__What to do__: Can you quote, word for word, every line from the first line of the records below through the line containing "pub struct PricePoint", and nothing else?

START Input records

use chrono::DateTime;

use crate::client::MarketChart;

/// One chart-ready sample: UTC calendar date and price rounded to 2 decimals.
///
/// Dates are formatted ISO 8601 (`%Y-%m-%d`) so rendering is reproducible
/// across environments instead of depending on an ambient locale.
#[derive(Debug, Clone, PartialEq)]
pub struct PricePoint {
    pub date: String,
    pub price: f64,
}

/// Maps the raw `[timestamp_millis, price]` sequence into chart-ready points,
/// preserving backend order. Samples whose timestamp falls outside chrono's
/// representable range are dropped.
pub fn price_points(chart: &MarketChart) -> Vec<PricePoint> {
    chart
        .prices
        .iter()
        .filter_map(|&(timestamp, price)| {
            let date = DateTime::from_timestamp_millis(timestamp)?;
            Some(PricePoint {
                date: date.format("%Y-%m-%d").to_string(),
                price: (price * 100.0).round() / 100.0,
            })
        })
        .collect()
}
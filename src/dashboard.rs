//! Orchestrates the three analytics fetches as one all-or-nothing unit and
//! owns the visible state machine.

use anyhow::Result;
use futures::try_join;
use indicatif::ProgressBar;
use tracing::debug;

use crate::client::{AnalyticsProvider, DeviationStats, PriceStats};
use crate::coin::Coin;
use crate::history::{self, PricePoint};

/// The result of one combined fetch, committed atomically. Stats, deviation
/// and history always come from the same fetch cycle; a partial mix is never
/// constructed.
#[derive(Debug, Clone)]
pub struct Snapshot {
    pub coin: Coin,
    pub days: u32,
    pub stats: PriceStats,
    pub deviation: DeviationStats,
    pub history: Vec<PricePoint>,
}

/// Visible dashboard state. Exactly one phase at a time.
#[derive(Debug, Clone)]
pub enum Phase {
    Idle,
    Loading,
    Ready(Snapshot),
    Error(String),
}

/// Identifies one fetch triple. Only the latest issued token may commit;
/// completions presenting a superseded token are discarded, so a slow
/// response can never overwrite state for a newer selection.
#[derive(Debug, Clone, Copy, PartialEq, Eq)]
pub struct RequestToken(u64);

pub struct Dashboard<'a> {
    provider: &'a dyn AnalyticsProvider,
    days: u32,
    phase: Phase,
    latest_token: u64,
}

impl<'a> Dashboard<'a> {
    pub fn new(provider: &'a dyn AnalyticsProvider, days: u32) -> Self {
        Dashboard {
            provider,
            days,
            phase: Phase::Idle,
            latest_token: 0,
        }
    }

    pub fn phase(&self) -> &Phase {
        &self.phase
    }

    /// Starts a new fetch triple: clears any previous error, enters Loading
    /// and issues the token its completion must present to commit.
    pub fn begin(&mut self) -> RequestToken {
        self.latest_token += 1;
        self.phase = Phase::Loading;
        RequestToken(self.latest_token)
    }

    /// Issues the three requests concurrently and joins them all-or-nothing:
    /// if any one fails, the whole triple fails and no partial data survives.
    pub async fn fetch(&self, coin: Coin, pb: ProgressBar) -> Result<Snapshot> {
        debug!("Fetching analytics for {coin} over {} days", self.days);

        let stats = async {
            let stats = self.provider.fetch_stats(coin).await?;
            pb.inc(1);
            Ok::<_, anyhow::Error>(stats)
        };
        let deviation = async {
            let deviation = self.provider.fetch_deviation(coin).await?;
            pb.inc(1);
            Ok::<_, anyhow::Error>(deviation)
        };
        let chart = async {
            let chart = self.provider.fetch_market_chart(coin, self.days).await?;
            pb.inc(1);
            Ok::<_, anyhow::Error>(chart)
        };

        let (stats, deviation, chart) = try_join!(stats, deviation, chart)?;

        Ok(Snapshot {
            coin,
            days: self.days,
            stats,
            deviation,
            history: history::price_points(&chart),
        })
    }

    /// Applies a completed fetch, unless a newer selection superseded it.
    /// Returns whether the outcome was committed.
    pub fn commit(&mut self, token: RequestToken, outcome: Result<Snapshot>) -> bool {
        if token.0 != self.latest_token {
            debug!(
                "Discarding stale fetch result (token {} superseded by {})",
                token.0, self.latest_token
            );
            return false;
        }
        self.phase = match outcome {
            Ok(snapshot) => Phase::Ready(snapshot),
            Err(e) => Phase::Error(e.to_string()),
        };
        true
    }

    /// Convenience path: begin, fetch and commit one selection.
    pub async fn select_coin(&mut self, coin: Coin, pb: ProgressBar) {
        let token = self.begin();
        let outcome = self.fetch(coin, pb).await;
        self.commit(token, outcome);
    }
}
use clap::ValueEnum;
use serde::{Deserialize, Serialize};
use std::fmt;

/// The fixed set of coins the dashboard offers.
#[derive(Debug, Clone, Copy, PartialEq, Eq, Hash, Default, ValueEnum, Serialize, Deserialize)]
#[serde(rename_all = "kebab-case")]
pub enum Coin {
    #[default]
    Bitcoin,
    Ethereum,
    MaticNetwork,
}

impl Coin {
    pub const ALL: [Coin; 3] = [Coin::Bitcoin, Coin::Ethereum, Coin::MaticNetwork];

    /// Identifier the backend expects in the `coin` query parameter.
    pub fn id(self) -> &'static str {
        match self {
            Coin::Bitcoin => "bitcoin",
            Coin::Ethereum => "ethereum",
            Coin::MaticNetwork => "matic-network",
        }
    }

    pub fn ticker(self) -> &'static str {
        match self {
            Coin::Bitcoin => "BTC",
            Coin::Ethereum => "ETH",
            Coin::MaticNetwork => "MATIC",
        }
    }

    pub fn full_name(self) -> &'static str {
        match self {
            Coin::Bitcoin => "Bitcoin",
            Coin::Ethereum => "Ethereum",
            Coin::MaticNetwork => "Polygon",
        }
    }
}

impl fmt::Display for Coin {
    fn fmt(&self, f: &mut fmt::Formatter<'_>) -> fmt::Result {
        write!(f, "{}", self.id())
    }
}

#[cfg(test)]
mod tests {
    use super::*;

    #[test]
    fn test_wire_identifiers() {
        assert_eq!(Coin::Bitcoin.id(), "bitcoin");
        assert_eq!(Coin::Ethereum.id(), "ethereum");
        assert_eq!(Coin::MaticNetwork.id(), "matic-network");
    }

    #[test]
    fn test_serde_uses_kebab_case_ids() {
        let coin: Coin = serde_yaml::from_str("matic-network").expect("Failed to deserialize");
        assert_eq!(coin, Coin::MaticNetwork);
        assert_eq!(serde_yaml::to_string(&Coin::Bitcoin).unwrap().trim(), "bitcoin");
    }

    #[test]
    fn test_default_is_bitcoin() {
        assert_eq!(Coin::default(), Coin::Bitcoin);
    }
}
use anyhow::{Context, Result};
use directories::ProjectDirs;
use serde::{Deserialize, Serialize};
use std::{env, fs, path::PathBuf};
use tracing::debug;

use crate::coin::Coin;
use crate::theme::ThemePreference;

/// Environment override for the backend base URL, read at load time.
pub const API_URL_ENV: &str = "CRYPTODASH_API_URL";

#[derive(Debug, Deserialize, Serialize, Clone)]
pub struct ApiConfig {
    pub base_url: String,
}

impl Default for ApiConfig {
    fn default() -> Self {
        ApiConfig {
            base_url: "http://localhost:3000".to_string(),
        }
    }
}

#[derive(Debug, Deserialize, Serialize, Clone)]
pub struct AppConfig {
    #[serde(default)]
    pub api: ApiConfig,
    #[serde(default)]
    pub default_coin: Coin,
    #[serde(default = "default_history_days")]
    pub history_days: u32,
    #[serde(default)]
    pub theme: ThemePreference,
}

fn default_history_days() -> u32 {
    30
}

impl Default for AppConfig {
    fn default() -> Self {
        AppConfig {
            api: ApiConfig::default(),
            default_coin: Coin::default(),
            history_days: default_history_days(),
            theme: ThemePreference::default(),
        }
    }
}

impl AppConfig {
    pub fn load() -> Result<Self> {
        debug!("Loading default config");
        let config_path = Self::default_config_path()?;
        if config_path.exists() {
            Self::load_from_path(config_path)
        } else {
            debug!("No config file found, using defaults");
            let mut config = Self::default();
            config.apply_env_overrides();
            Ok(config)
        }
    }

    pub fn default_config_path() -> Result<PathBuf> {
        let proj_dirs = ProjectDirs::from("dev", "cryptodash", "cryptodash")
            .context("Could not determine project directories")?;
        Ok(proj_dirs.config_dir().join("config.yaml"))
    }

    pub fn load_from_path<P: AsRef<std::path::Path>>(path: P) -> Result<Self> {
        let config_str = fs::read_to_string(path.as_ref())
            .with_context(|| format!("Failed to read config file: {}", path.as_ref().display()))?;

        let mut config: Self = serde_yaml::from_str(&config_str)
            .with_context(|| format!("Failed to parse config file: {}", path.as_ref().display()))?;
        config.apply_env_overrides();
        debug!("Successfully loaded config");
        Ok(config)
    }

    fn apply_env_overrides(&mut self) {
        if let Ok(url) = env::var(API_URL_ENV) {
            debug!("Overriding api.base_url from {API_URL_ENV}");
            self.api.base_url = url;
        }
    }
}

END Input records

__Reply__:
use chrono::DateTime;

use crate::client::MarketChart;

/// One chart-ready sample: UTC calendar date and price rounded to 2 decimals.
///
/// Dates are formatted ISO 8601 (`%Y-%m-%d`) so rendering is reproducible
/// across environments instead of depending on an ambient locale.
#[derive(Debug, Clone, PartialEq)]
pub struct PricePoint {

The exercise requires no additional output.